**Work item**
Every line below that carries the word "width" needs to be copied.

**Dataset**
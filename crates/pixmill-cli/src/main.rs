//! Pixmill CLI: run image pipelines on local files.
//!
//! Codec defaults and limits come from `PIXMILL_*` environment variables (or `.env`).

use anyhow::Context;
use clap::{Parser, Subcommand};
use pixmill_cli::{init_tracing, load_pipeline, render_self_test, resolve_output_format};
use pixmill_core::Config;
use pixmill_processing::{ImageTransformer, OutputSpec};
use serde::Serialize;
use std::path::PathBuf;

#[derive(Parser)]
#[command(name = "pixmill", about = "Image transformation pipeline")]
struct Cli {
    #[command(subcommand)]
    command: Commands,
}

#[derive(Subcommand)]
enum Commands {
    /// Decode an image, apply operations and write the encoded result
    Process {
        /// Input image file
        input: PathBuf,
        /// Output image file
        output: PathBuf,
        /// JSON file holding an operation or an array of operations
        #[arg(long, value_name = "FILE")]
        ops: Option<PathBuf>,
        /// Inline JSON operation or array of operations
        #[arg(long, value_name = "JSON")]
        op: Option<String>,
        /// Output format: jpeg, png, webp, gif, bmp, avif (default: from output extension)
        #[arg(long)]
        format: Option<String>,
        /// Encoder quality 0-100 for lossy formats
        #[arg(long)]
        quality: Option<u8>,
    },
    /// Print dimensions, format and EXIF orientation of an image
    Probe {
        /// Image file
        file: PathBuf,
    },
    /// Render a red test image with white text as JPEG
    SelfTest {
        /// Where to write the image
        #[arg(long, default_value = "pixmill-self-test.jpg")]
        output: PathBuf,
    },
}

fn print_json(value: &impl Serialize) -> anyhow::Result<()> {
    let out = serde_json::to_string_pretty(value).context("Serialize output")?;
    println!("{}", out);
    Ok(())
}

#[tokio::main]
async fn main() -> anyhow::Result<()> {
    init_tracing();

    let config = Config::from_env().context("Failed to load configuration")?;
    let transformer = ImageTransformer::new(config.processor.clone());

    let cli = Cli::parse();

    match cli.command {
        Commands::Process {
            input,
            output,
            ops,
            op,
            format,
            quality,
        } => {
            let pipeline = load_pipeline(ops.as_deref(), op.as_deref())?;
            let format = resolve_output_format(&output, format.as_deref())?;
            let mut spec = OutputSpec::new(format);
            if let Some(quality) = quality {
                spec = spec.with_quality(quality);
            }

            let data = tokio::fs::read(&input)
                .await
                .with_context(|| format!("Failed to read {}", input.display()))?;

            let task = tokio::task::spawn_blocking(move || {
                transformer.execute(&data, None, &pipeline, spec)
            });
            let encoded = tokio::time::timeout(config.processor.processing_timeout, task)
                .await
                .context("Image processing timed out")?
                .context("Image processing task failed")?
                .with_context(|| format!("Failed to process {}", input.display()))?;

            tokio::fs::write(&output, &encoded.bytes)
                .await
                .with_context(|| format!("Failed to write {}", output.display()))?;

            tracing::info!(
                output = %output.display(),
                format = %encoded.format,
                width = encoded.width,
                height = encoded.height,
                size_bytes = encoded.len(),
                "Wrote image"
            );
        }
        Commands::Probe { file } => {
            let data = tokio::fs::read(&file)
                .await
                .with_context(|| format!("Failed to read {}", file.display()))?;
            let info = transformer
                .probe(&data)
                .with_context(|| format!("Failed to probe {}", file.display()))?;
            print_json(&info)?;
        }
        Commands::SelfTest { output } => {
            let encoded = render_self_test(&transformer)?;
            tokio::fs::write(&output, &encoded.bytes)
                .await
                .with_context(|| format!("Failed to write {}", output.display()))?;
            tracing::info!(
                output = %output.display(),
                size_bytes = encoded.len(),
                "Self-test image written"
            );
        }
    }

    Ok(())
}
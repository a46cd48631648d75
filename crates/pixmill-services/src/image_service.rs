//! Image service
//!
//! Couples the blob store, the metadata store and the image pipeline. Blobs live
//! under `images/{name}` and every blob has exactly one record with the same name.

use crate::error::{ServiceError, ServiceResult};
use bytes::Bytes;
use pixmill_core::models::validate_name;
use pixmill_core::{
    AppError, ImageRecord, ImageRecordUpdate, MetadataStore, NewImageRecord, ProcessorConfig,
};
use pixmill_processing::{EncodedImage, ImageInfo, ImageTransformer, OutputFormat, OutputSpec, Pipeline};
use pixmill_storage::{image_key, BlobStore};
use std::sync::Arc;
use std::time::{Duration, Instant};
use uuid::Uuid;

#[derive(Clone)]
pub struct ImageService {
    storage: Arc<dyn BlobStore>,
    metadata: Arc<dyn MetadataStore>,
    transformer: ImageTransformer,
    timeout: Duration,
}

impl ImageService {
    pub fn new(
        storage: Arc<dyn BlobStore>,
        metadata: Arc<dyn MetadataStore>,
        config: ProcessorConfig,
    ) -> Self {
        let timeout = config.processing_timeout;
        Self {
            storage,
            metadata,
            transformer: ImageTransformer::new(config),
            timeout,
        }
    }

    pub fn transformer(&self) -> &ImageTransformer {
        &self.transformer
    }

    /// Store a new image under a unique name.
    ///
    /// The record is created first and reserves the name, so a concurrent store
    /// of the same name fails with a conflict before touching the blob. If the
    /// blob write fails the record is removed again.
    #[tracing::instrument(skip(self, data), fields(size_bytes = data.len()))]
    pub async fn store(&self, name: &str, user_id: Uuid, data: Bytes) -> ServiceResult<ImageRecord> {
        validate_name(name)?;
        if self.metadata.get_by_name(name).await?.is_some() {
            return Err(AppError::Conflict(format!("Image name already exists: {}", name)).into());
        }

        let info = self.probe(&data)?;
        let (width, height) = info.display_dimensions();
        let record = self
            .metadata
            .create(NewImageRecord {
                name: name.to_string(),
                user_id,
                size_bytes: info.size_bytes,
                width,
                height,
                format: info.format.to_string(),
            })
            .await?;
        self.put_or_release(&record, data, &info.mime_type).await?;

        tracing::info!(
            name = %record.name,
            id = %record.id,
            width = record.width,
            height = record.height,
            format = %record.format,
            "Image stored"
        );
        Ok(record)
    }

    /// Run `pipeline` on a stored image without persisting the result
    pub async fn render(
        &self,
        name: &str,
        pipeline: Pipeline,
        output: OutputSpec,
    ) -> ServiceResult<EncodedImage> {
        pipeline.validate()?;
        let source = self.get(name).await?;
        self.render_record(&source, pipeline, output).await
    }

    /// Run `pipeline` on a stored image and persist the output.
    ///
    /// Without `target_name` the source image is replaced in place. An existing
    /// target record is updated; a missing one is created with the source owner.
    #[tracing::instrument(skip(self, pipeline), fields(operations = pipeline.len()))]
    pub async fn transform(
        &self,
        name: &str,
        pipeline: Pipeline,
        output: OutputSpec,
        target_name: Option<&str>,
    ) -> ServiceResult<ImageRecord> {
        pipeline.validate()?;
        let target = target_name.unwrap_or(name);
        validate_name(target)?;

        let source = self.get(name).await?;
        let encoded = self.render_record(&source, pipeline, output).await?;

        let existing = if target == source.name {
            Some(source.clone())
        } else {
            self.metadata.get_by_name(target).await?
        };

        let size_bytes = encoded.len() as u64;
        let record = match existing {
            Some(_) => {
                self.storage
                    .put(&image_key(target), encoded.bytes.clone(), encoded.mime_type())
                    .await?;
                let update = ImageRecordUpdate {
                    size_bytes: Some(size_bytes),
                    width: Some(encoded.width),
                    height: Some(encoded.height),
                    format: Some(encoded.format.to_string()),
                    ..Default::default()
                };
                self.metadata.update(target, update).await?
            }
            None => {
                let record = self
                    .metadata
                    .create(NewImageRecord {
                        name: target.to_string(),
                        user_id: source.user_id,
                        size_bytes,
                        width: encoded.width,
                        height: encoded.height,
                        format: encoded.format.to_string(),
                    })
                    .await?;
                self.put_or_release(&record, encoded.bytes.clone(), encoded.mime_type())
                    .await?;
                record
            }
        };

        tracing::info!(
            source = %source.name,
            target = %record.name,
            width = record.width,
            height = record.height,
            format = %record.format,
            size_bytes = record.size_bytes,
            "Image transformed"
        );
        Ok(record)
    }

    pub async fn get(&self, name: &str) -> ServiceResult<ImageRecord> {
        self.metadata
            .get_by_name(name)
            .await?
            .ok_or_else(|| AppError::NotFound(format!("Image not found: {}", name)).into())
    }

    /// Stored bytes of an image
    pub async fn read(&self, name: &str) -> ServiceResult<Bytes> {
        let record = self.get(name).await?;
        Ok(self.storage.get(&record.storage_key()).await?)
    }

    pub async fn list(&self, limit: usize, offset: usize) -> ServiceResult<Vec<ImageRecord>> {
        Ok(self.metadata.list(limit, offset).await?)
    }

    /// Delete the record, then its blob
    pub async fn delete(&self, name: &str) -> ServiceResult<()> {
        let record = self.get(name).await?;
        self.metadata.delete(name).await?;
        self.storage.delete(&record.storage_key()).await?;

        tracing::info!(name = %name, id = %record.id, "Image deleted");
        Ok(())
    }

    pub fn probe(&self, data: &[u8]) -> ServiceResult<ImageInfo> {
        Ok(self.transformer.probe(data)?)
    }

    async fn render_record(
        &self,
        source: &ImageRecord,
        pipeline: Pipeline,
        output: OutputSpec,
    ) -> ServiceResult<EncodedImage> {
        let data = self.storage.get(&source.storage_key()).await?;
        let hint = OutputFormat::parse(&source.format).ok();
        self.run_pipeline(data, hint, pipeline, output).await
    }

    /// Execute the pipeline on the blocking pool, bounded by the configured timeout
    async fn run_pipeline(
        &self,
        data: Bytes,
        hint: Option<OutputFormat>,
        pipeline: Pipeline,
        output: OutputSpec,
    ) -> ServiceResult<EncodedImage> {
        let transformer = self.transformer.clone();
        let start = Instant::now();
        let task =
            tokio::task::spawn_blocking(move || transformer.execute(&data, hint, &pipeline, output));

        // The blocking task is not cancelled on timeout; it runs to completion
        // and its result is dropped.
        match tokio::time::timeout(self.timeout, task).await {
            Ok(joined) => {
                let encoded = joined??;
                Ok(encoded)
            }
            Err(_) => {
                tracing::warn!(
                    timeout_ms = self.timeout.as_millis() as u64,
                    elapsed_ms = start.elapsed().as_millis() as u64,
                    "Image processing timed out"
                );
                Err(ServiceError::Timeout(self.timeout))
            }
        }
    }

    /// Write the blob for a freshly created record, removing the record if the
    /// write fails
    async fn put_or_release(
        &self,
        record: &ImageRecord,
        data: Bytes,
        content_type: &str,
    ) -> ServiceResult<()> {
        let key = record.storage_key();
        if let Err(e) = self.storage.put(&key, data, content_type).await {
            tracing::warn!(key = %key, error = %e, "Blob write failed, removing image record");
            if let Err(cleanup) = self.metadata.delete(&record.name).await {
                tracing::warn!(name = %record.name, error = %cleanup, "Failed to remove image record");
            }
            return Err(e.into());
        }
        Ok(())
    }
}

**Expected answer**
                width = encoded.width,
        let (width, height) = info.display_dimensions();
                width,
            width = record.width,
                    width: Some(encoded.width),
                        width: encoded.width,
            width = record.width,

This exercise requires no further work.